Olive poussa un profond soupir d'inquiétude.
« Il ne peut pas dormir non plus ? »
« Non. Pas du tout. »
'Mais pourquoi ne pas dormir serait-il un problème plus grave que de saigner ?'
Marin ne comprenait pas, mais elle se contenta de hocher la tête.
« Ma mère buvait un verre de vin chaud quand elle n'arrivait pas à dormir. »
« Vraiment ? »
Le regard d'Olive s'approfondit, comme s'il l'observait.
Marin, sans remarquer ce regard, répondit sans se faire prier.
« Oui. Cela marchait pour ma mère. »
« Merci. »
« J'espère que cela aidera. Mais, Assistant. Je suis une roturière, pourquoi continuez-vous à me vouvoyer ? »
Il était inhabituel qu'un noble comme lui continue de vouvoyer une roturière qui ne remplissait qu'un rôle d'assistante.
« Vous êtes mon assistante, n'est-ce pas ? »
Olive pencha la tête et lui retourna la question.
« Oui. C'est exact. »
« Voilà la raison. »
« Ah, je vois. »
C'était décidément un noble peu ordinaire.

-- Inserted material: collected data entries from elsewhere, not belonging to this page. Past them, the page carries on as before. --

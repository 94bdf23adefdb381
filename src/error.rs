use reqwest::StatusCode;
use thiserror::Error;

#[derive(Error, Debug)]
pub enum Error {
    // Input errors, raised before any network activity
    #[error("{0}")]
    Validation(String),

    #[error("could not extract video ID from: {0}")]
    IdentifierExtraction(String),

    // Extraction errors
    #[error("transcript unavailable: {0}")]
    TranscriptUnavailable(String),

    #[error("network error: {0}")]
    Network(#[source] reqwest::Error),

    #[error("{url} returned HTTP {status}")]
    Http { status: StatusCode, url: String },

    #[error("video is restricted: {0}")]
    Restricted(String),

    #[error("could not fetch content: {0}")]
    Fetch(String),

    #[error("parse error: {0}")]
    Parse(String),

    #[error("{0} not found")]
    ToolNotFound(&'static str),

    #[error("caption loader failed: {0}")]
    Loader(String),

    #[error("Could not extract content from the provided URL: {0}")]
    EmptyContent(String),

    // Hosted model errors
    #[error("summarization failed{}: {message}", .status.map(|s| format!(" (HTTP {s})")).unwrap_or_default())]
    Summarization { status: Option<StatusCode>, message: String },
}

impl From<reqwest::Error> for Error {
    fn from(err: reqwest::Error) -> Self {
        if err.is_decode() {
            return Error::Parse(err.to_string());
        }
        match (err.status(), err.url()) {
            (Some(status), Some(url)) => Error::Http {
                status,
                url: url.to_string(),
            },
            _ => Error::Network(err),
        }
    }
}

impl Error {
    /// A short suggestion for the user, shown under the error message.
    pub fn hint(&self) -> Option<&'static str> {
        match self {
            Error::IdentifierExtraction(_) => Some(
                "supported video URL shapes:\n  https://www.youtube.com/watch?v=ID\n  https://youtu.be/ID\n  https://www.youtube.com/shorts/ID\n  https://www.youtube.com/embed/ID",
            ),
            Error::Restricted(_) => Some("the video may be region-locked, age-restricted, private or require sign-in"),
            Error::Http { status, .. } => match status.as_u16() {
                401 | 403 => Some("the site refused the request; it may be blocking automated clients"),
                404 | 410 => Some("the page does not exist; check the URL"),
                429 => Some("the site is rate limiting requests; try again later"),
                _ => None,
            },
            Error::Network(_) => Some("check your network connection or raise --timeout"),
            Error::TranscriptUnavailable(_) => Some("the video has no captions in the requested language; try --lang"),
            Error::ToolNotFound(_) => Some("install yt-dlp to enable the caption loader fallback:\n  pip install yt-dlp\n  or: brew install yt-dlp"),
            Error::Fetch(_) => Some("only HTML and plain-text pages can be summarized"),
            Error::EmptyContent(_) => Some("the page may render its content with JavaScript or require a login"),
            Error::Summarization { status, .. } => match status.map(|s| s.as_u16()) {
                Some(401) | Some(403) => Some("check your Groq API key"),
                Some(429) => Some("the Groq quota or rate limit was exceeded; try again later"),
                Some(404) => Some("the model may not exist; check --model"),
                _ => None,
            },
            Error::Validation(_) | Error::Parse(_) | Error::Loader(_) => None,
        }
    }

    /// True for errors that mean the platform restricts access to the content.
    pub fn is_restricted(&self) -> bool {
        matches!(self, Error::Restricted(_))
    }
}

pub type Result<T> = std::result::Result<T, Error>;
use log::debug;
use reqwest::Client;

use crate::error::{Error, Result};
use crate::ExtractedContent;

pub const DEFAULT_MODEL: &str = "llama-3.3-70b-versatile";
pub const DEFAULT_API_BASE: &str = "https://api.groq.com/openai/v1";

const PROMPT_TEMPLATE: &str = "
Provide a summary of the following content in 300 words:
Context = {text}
";

/// Separator between documents when they are stuffed into one prompt
const DOCUMENT_SEPARATOR: &str = "\n\n";

/// Summarizes extracted content with a hosted chat-completions model.
pub struct Summarizer {
    client: Client,
    api_key: String,
    model: String,
    api_base: String,
}

impl Summarizer {
    pub fn new(client: Client, api_key: impl Into<String>, model: impl Into<String>) -> Self {
        Self {
            client,
            api_key: api_key.into(),
            model: model.into(),
            api_base: DEFAULT_API_BASE.to_string(),
        }
    }

    pub fn with_api_base(mut self, api_base: impl Into<String>) -> Self {
        self.api_base = api_base.into().trim_end_matches('/').to_string();
        self
    }

    pub async fn summarize(&self, content: &ExtractedContent) -> Result<String> {
        let prompt = build_prompt(content);
        debug!(
            "Summarizing {} chars via {} with model {}",
            prompt.len(),
            self.api_base,
            self.model
        );

        let body = serde_json::json!({
            "model": self.model,
            "messages": [
                {
                    "role": "user",
                    "content": prompt
                }
            ]
        });

        let resp = self
            .client
            .post(format!("{}/chat/completions", self.api_base))
            .bearer_auth(&self.api_key)
            .json(&body)
            .send()
            .await
            .map_err(|e| Error::Summarization {
                status: None,
                message: e.to_string(),
            })?;

        let status = resp.status();
        if !status.is_success() {
            let body = resp.text().await.unwrap_or_default();
            return Err(Error::Summarization {
                status: Some(status),
                message: api_error_message(&body),
            });
        }

        let json: serde_json::Value = resp.json().await.map_err(|e| Error::Summarization {
            status: None,
            message: format!("invalid response body: {e}"),
        })?;
        extract_completion_text(&json)
    }
}

/// Substitute every document's text, in order, into the fixed prompt
pub fn build_prompt(content: &ExtractedContent) -> String {
    PROMPT_TEMPLATE.replace("{text}", &content.joined(DOCUMENT_SEPARATOR))
}

fn api_error_message(body: &str) -> String {
    serde_json::from_str::<serde_json::Value>(body)
        .ok()
        .and_then(|v| v.get("error")?.get("message")?.as_str().map(|s| s.to_string()))
        .unwrap_or_else(|| {
            let trimmed = body.trim();
            if trimmed.is_empty() {
                "empty error response".to_string()
            } else {
                trimmed.to_string()
            }
        })
}

fn extract_completion_text(json: &serde_json::Value) -> Result<String> {
    if let Some(text) = json
        .get("choices")
        .and_then(|c| c.get(0))
        .and_then(|c| c.get("message"))
        .and_then(|m| m.get("content"))
        .and_then(|t| t.as_str())
        .map(str::trim)
        .filter(|t| !t.is_empty())
    {
        return Ok(text.to_string());
    }
    Err(Error::Summarization {
        status: None,
        message: "unexpected chat completion response format".to_string(),
    })
}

« Cela vous met mal à l'aise ? »
« Non. Faites comme il vous plaira, Assistant. »
« Alors, m'appellerez-vous par mon nom désormais ? »
Olive le dit avec un sourire éclatant.
« Oui. Olive. »
« Parfait. Mademoiselle Marin. Nous mettons-nous au travail, alors ? »
Olive sourit de plus belle et empila sur le bureau de Marin les documents tirés de la bibliothèque. La quantité de dossiers était énorme, rien qu'à les voir.
Marin regarda Olive avec une expression légèrement horrifiée. Il portait toujours son sourire aimable.
'Mettons en suspens, pour l'instant, l'idée que c'est un bon supérieur.'
Marin releva maladroitement les coins des lèvres et prit les documents.